Sebuah ide muncul di benak Guina. Ia terlanjur nyaman dengan sosok Ronald. Ya, meskipun lelaki itu tidak begitu memperhatikannya, karena sibuk memikirkan Karin. Namun, apa salahnya jika Guina mencoba. Tiba-tiba saja pikiran buruk terlintas di kepala.
"Eh, tidak apa-apa. Lagipula, suamimu itu sangat perhatian, ya. Dia menemaniku hingga malam. Ronald sosok yang bertanggung jawab." Satu tembakan berhasil membuat dahi Karin berkedut.
"Perhatian bagaimana maksudnya?"
"Iya. Ronald mengajakku berbicara, dia sangat khawatir saat melihat aku kesakitan. Sebenarnya dia ingin berlama-lama di sini. Hanya saja, dia teringat padamu,"
Nyesss…
Kenapa penuturan Ronald dan Guina berbeda?
Seketika perasaan karin jadi tidak enak. Ia memikirkan perkataan sahabatnya barusan. Entahlah. Seolah ada batu yang bertengger di atas dada Karin.
"Selamat sore,"
Spontan suara khas lelaki menyapa mereka.
Guina dan Karin sama-sama membelokkan kepala.
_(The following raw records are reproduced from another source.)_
//! # `CycleGAN` translation networks.
//!
//! * [`generator`] - resnet-bottleneck translation generator.
//! * [`resnet_block`] - the generator's residual unit.
//! * [`discriminator`] - `PatchGAN` and per-pixel discriminators.
//!
//! The adversarial objectives these train against live in
//! [`crate::loss::gan`].

pub mod discriminator;
pub mod generator;
pub mod resnet_block;
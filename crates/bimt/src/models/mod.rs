//! Complete model families.
pub mod cyclegan;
Ibu beranak dua itu menjadi sosok yang paling terkejut. Mau apa makhluk satu itu datang? Apa sebelumnya dia tahu kalau Karin hendak mengunjungi Guina?
"Eh, Pak Setyo. Mari masuk, Pak." Guina sumringah. Tidak sabar menyaksikan adegan antara mantan suami istri tersebut.
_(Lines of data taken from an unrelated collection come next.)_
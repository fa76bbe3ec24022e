//! # Residual block for the translation generator.
//!
//! [`ResnetBlock`] is two channel-preserving 3x3 conv/norm stages with an
//! identity skip connection. The first stage carries an activation; the
//! second does not (the block output is ``input + stage2(stage1(input))``
//! with no trailing nonlinearity). Optional dropout sits between the
//! stages.
//!
//! [`ResnetBlockConfig`] implements [`Config`], and provides
//! [`ResnetBlockConfig::init`] to initialize a [`ResnetBlock`].

use crate::layers::activation::ActivationConfig;
use crate::layers::blocks::conv_norm_act::{
    ConvNormAct2d, ConvNormAct2dConfig, ConvNormAct2dMeta, NormActPolicyConfig,
};
use crate::layers::norm::NormalizationConfig;
use bimm_contracts::{assert_shape_contract_periodically, unpack_shape_contract};
use burn::nn::conv::Conv2dConfig;
use burn::nn::{Dropout, DropoutConfig, PaddingConfig2d};
use burn::prelude::{Backend, Config, Module, Tensor};

/// [`ResnetBlock`] Meta trait.
pub trait ResnetBlockMeta {
    /// The feature channel count; preserved by the block.
    fn channels(&self) -> usize;
}

/// [`ResnetBlock`] Config.
///
/// Implements [`ResnetBlockMeta`].
#[derive(Config, Debug)]
pub struct ResnetBlockConfig {
    /// The feature channel count.
    pub channels: usize,

    /// Insert a dropout layer between the two conv stages.
    #[config(default = false)]
    pub use_dropout: bool,

    /// Dropout probability, when enabled.
    #[config(default = 0.5)]
    pub dropout_prob: f64,

    /// Norm layer config; feature size is rebound per stage.
    #[config(default = "NormalizationConfig::instance()")]
    pub norm: NormalizationConfig,

    /// Activation for the first stage.
    #[config(default = "ActivationConfig::Relu")]
    pub act: ActivationConfig,
}

impl ResnetBlockMeta for ResnetBlockConfig {
    fn channels(&self) -> usize {
        self.channels
    }
}

impl ResnetBlockConfig {
    /// Initialize a [`ResnetBlock`].
    pub fn init<B: Backend>(
        self,
        device: &B::Device,
    ) -> ResnetBlock<B> {
        let conv = || {
            Conv2dConfig::new([self.channels, self.channels], [3, 3])
                .with_padding(PaddingConfig2d::Explicit(1, 1))
        };

        let policy = NormActPolicyConfig::new()
            .with_norm(self.norm.clone())
            .with_act(self.act.clone());

        ResnetBlock {
            cna1: policy.with_conv(conv()).init(device),

            dropout: self
                .use_dropout
                .then(|| DropoutConfig::new(self.dropout_prob).init()),

            cna2: ConvNormAct2dConfig::new(conv())
                .with_norm(self.norm)
                .with_act(ActivationConfig::Identity)
                .init(device),
        }
    }
}

/// Residual block; output shape equals input shape.
///
/// Implements [`ResnetBlockMeta`].
#[derive(Module, Debug)]
pub struct ResnetBlock<B: Backend> {
    /// First conv/norm/act stage.
    pub cna1: ConvNormAct2d<B>,

    /// Optional dropout between the stages.
    pub dropout: Option<Dropout>,

    /// Second conv/norm stage; identity activation.
    pub cna2: ConvNormAct2d<B>,
}

impl<B: Backend> ResnetBlockMeta for ResnetBlock<B> {
    fn channels(&self) -> usize {
        self.cna1.in_channels()
    }
}

impl<B: Backend> ResnetBlock<B> {
    /// Forward Pass.
    ///
    /// # Arguments
    ///
    /// - `input`: ``[batch, channels, height, width]``.
    ///
    /// # Returns
    ///
    /// ``input + block(input)``; a ``[batch, channels, height, width]`` tensor.
    pub fn forward(
        &self,
        input: Tensor<B, 4>,
    ) -> Tensor<B, 4> {
        let [batch, height, width] = unpack_shape_contract!(
            ["batch", "channels", "height", "width"],
            &input,
            &["batch", "height", "width"],
            &[("channels", self.channels())],
        );

        let identity = input.clone();

        let x = self.cna1.forward(input);

        let x = match &self.dropout {
            Some(dropout) => dropout.forward(x),
            None => x,
        };

        // The skip add lands between norm and (identity) activation.
        let x = self.cna2.hook_forward(x, |x| x + identity);

        assert_shape_contract_periodically!(
            ["batch", "channels", "height", "width"],
            &x,
            &[
                ("batch", batch),
                ("channels", self.channels()),
                ("height", height),
                ("width", width)
            ]
        );

        x
    }
}

#[cfg(test)]
mod tests {
    use super::*;
    use bimm_contracts::assert_shape_contract;
    use burn::backend::{Autodiff, NdArray};

    #[test]
    fn test_resnet_block_config() {
        let config = ResnetBlockConfig::new(8);
        assert_eq!(config.channels(), 8);
        assert!(!config.use_dropout);
        assert_eq!(config.dropout_prob, 0.5);

        let config = config.with_use_dropout(true);
        assert!(config.use_dropout);
    }

    #[test]
    fn test_resnet_block_preserves_shape() {
        type B = Autodiff<NdArray<f32>>;
        let device = Default::default();

        let channels = 4;
        let block: ResnetBlock<B> = ResnetBlockConfig::new(channels).init(&device);
        assert_eq!(block.channels(), channels);
        assert!(block.dropout.is_none());

        let input = Tensor::ones([2, channels, 7, 5], &device);
        let output = block.forward(input);

        assert_shape_contract!(
            ["batch", "channels", "height", "width"],
            &output,
            &[
                ("batch", 2),
                ("channels", channels),
                ("height", 7),
                ("width", 5)
            ],
        );
    }

    #[test]
    fn test_resnet_block_with_dropout() {
        type B = NdArray<f32>;
        let device = Default::default();

        let channels = 2;
        let block: ResnetBlock<B> = ResnetBlockConfig::new(channels)
            .with_use_dropout(true)
            .init(&device);
        assert!(block.dropout.is_some());

        let input = Tensor::ones([1, channels, 4, 4], &device);
        let output = block.forward(input);

        assert_shape_contract!(
            ["batch", "channels", "height", "width"],
            &output,
            &[
                ("batch", 1),
                ("channels", channels),
                ("height", 4),
                ("width", 4)
            ],
        );
    }

    #[test]
    fn test_record_roundtrip() {
        type B = NdArray<f32>;
        let device = Default::default();

        let config = ResnetBlockConfig::new(3);
        let source: ResnetBlock<B> = config.clone().init(&device);

        let input = Tensor::random([2, 3, 6, 6], burn::tensor::Distribution::Default, &device);
        let output1 = source.forward(input.clone());

        let record = source.into_record();
        let reloaded: ResnetBlock<B> = config.init(&device).load_record(record);
        let output2 = reloaded.forward(input);

        output1.to_data().assert_eq(&output2.to_data(), true);
    }

    #[test]
    fn test_second_stage_has_no_activation() {
        type B = NdArray<f32>;
        let device = Default::default();

        let block: ResnetBlock<B> = ResnetBlockConfig::new(2).init(&device);

        // Residual output must be able to go negative; an activation on
        // stage two would clamp it.
        let input = Tensor::from_data(
            [[
                [[-2.0, -2.0], [-2.0, -2.0]],
                [[-2.0, -2.0], [-2.0, -2.0]],
            ]],
            &device,
        );
        let output = block.forward(input);

        let min: f32 = output.min().into_scalar();
        assert!(min < 0.0, "expected negative values, min was {min}");
    }
}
"Saya mendengar kau sedang dirawat di rumah sakit. Makanya saya ke sini." Setyo berdiri di sisi brankar. Bersisian dengan Karin.
"Wah, terimakasih. Kalian sangat peduli denganku,"
Karin mendadak kesal. Dia pasti terbang kalau seandainya punya sayap. Agaknya, Setyo pun tidak tahu kalau ada Karin di sini. Mengingat ekspresi kagetnya saat di ambang pintu tadi.
"Karin. Bolehkah aku meminta nomor Ronald? Aku ingin mengucapkan terimakasih padanya. Hanya itu saja." Ucapan Guina menghancurkan lamunan Karin.
"Aku akan menyampaikannya pada suamiku nanti,"
Sekejap Karin menyaksikan bibir Guina cemberut.